Originally Posted by Tex2002ans

Yep, tab-delimited is usually my favorite. Commas are just too common, and make manually reading the file in a text editor a chore.

Whenever exporting CSVs into LibreOffice Calc, a nice window pops up giving you lots of import options.

You can also use the Spellcheck Lists in non-standard ways. Like in this thread, I explained how to use it to find a list of "foreign-language" words:

https://www.mobileread.com/forums/sh...59#post3812859

and go marking them up with xml:lang.

I've also done something similar when trying to normalize a collection of various articles between American/British spellings.
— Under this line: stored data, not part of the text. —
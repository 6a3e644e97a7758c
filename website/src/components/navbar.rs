use leptos::prelude::*;
use portfolio_core::{NavMessage, NavState, SectionId};

use super::icons::{Menu, X};

#[derive(Clone, Copy)]
enum NavVariant {
    Desktop,
    Mobile,
}

impl NavVariant {
    fn class(self, active: bool) -> &'static str {
        match (self, active) {
            (NavVariant::Desktop, true) => "text-sm font-medium transition-colors text-blue-400 border-b-2 border-blue-400",
            (NavVariant::Desktop, false) => "text-sm font-medium transition-colors text-slate-400 hover:text-white",
            (NavVariant::Mobile, true) => "text-left text-sm font-medium transition-colors text-blue-400",
            (NavVariant::Mobile, false) => "text-left text-sm font-medium transition-colors text-slate-400 hover:text-white",
        }
    }
}

#[component]
fn NavButton(
    section: SectionId,
    variant: NavVariant,
    nav: ReadSignal<NavState>,
    on_message: Callback<NavMessage>,
) -> impl IntoView {
    view! {
        <button
            class=move || variant.class(nav.get().is_active(section))
            on:click=move |_| on_message.run(NavMessage::Navigate(section))
        >
            {section.label()}
        </button>
    }
}

#[component]
pub fn Navbar(
    brand: String,
    nav: ReadSignal<NavState>,
    on_message: Callback<NavMessage>,
) -> impl IntoView {
    let menu_open = move || nav.get().menu_open;

    view! {
        <header class="fixed top-0 left-0 right-0 z-50 bg-slate-950/80 backdrop-blur-md border-b border-slate-800">
            <div class="max-w-7xl mx-auto px-6 h-16 flex items-center justify-between">
                <a href="#" class="font-bold text-white text-xl tracking-tight hover:text-blue-400 transition-colors">
                    {brand}
                </a>

                // Desktop Navigation
                <nav class="hidden md:flex items-center space-x-8">
                    {SectionId::ALL.into_iter().map(|section| {
                        view! {
                            <NavButton section=section variant=NavVariant::Desktop nav=nav on_message=on_message />
                        }
                    }).collect_view()}
                </nav>

                // Mobile Menu Button
                <button
                    class="md:hidden text-slate-300 hover:text-white"
                    aria-label="Toggle navigation"
                    on:click=move |_| on_message.run(NavMessage::ToggleMenu)
                >
                    {move || {
                        if menu_open() {
                            view! { <X class="w-6 h-6" /> }.into_any()
                        } else {
                            view! { <Menu class="w-6 h-6" /> }.into_any()
                        }
                    }}
                </button>
            </div>

            // Mobile Navigation
            <Show when=menu_open>
                <div class="md:hidden bg-slate-950 border-b border-slate-800">
                    <nav class="max-w-7xl mx-auto px-6 py-4 flex flex-col space-y-4">
                        {SectionId::ALL.into_iter().map(|section| {
                            view! {
                                <NavButton section=section variant=NavVariant::Mobile nav=nav on_message=on_message />
                            }
                        }).collect_view()}
                    </nav>
                </div>
            </Show>
        </header>
    }
}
You could:

Mark ebook as English (US).
Export CSV of "misspelled words".
Mark ebook as English (UK).
Export CSV of "misspelled words".

Compare both CSVs together, look at differences, and you can see:

Words that appear in one list are almost all the differently spelled words.
- color <-> colour
Words that appear in both lists are almost all the actual misspelled/foreign words.
- forign" + "sofritos"

Yes you can do a lot of stuff, i want to use it to upgrade dictionaries with misssing words. But not only hunspell... stardict/mobi dictionaries. I'll create a hunspell dictionary from stardict, and find missing words in different books to improve the main dictionary, main definitions and inflected forms.

Probably the best choice will be to create a script that checks all the words from a epub book against a hunspell dictionary and export the missing words, but a to begin the manual method can work.